A Thousand Streams is the result of a collaboration between the artist Adam Nathaniel Furman and the London School of Mosaic (LSoM). It’s the largest ever work from Furman, and the largest commission from LSoM. When it’s completed, it’s estimated that 21 million people will enjoy the artwork in just a single year. That’s three times the annual visitors received by the National Gallery!
Excited to see the final, finished piece? Well, unfortunately you’re going to have to wait a while. The mural is currently scheduled for completion in April of 2024. Yup, we know, that’s a whole year away… A veritable army of volunteers has been enlisted to create the work – but there’s only so much they can do at a time! After all, the tiles that make up the mosaic mural are incredibly small.
The inspiration behind the mosaic mural
Adam Nathaniel Furman has drawn inspiration from a huge variety of sources to design the public artwork. First and foremost: the waterside location itself. As a literal and symbolic gateway into London it inspired the artwork’s themes of the flow and merging of people as they come into London.
Furman also drew on their love of mosaics, and childhood visits to other public mosaic artworks. Eduardo Paolozzi’s interiors in old Tottenham Court Road Station and the vast neo-Byzantine Westminster Cathedral were among the mosaics that inspired them. They were struck by the power of the decorative, free, art in these public spaces.
Said Furman: “I’m fascinated by these two interiors, both of which are a very big part of the reason I became so interested in and passionate about the power of beautifully crafted, decorative art that integrates into public spaces and provides a sense of communal uplift.
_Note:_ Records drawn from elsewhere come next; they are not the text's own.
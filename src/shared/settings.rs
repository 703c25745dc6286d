use std::collections::HashMap;
use std::path::PathBuf;

use directories::ProjectDirs;
use serde::{Deserialize, Serialize};
use tokio::fs;

use crate::shared::error::{AppError, AppResult};
use crate::shared::types::{AdapterConfig, PrivacyMode};

/// Application settings consumed by the orchestration core.
///
/// The settings store is owned by the surrounding application; the core only
/// reads merged values. `load()` is a convenience for standalone use.
#[derive(Debug, Clone, Serialize, Deserialize)]
pub struct AppSettings {
    pub languages: LanguageSettings,
    pub privacy: PrivacySettings,
    pub priorities: PrioritySettings,
    /// Adapter id -> field map, pushed into the instance cache on change.
    #[serde(default)]
    pub adapters: HashMap<String, AdapterConfig>,
}

#[derive(Debug, Clone, Serialize, Deserialize)]
pub struct LanguageSettings {
    /// "auto" delegates source detection to the pipeline.
    pub source_lang: String,
    pub target_lang: String,
    /// Used instead of `target_lang` when the detected source already
    /// equals the target (avoids a no-op translate-X-to-X request).
    pub secondary_lang: String,
    /// When true the target language is never swapped.
    pub target_locked: bool,
}

#[derive(Debug, Clone, Serialize, Deserialize)]
pub struct PrivacySettings {
    pub mode: PrivacyMode,
}

/// User overrides for adapter priority. A non-empty list fully replaces the
/// registry default for that operation; no merging.
#[derive(Debug, Clone, Default, Serialize, Deserialize)]
pub struct PrioritySettings {
    #[serde(default)]
    pub translation: Vec<String>,
    #[serde(default)]
    pub translation_streaming: Vec<String>,
    #[serde(default)]
    pub ocr: Vec<String>,
}

impl Default for AppSettings {
    fn default() -> Self {
        Self {
            languages: LanguageSettings {
                source_lang: "auto".to_string(),
                target_lang: "zh".to_string(),
                secondary_lang: "en".to_string(),
                target_locked: false,
            },
            privacy: PrivacySettings {
                mode: PrivacyMode::Standard,
            },
            priorities: PrioritySettings::default(),
            adapters: HashMap::new(),
        }
    }
}

impl AppSettings {
    pub fn get_settings_path() -> AppResult<PathBuf> {
        ProjectDirs::from("com", "antigravity", "lingo-lens")
            .map(|dirs| dirs.config_dir().join("settings.json"))
            .ok_or_else(|| AppError::System("Failed to determine config directory".to_string()))
    }

    pub async fn load() -> AppResult<Self> {
        let path = Self::get_settings_path()?;

        if !path.exists() {
            let settings = Self::default();
            settings.save_to_disk().await?;
            return Ok(settings);
        }

        let content = fs::read_to_string(&path)
            .await
            .map_err(|e| AppError::System(format!("Failed to read settings file: {}", e)))?;

        serde_json::from_str(&content)
            .map_err(|e| AppError::Validation(format!("Failed to parse settings: {}", e)))
    }

    async fn save_to_disk(&self) -> AppResult<()> {
        let path = Self::get_settings_path()?;

        if let Some(parent) = path.parent() {
            fs::create_dir_all(parent)
                .await
                .map_err(|e| AppError::System(format!("Failed to create config directory: {}", e)))?;
        }

        let content = serde_json::to_string_pretty(self)
            .map_err(|e| AppError::Validation(format!("Failed to serialize settings: {}", e)))?;

        fs::write(&path, content)
            .await
            .map_err(|e| AppError::System(format!("Failed to write settings file: {}", e)))
    }
}

#[cfg(test)]
mod tests {
    use super::*;

    #[test]
    fn test_default_settings() {
        let settings = AppSettings::default();
        assert_eq!(settings.languages.source_lang, "auto");
        assert!(!settings.languages.target_locked);
        assert_eq!(settings.privacy.mode, PrivacyMode::Standard);
        assert!(settings.priorities.translation.is_empty());
    }

    #[test]
    fn test_settings_roundtrip() {
        let mut settings = AppSettings::default();
        settings.priorities.ocr = vec!["paddle".to_string(), "baidu".to_string()];
        settings
            .adapters
            .entry("deepl".to_string())
            .or_default()
            .insert("api_key".to_string(), serde_json::json!("k-123"));

        let json = serde_json::to_string(&settings).unwrap();
        let parsed: AppSettings = serde_json::from_str(&json).unwrap();
        assert_eq!(parsed.priorities.ocr, settings.priorities.ocr);
        assert_eq!(
            parsed.adapters["deepl"]["api_key"],
            serde_json::json!("k-123")
        );
    }
}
I used to visit and put my pocket money in the pot for donations towards the mosaics in the Cathedral when I was little.”
But these public artworks and interiors had even more significance to Furman. The Fitzrovia chapel, for example, another source of inspiration, featured gorgeous mosaics but was also the former chapel of a hospital where many people died from AIDS. Additionally Tottenham Court Road station represented a doorway to the queer community in Soho. Growing up as a queer person, these places resonated with Furman in so many ways, and their influence can be felt in the new mural.
If you want to see the mosaic being slowly built before your eyes – head down to London Bridge station.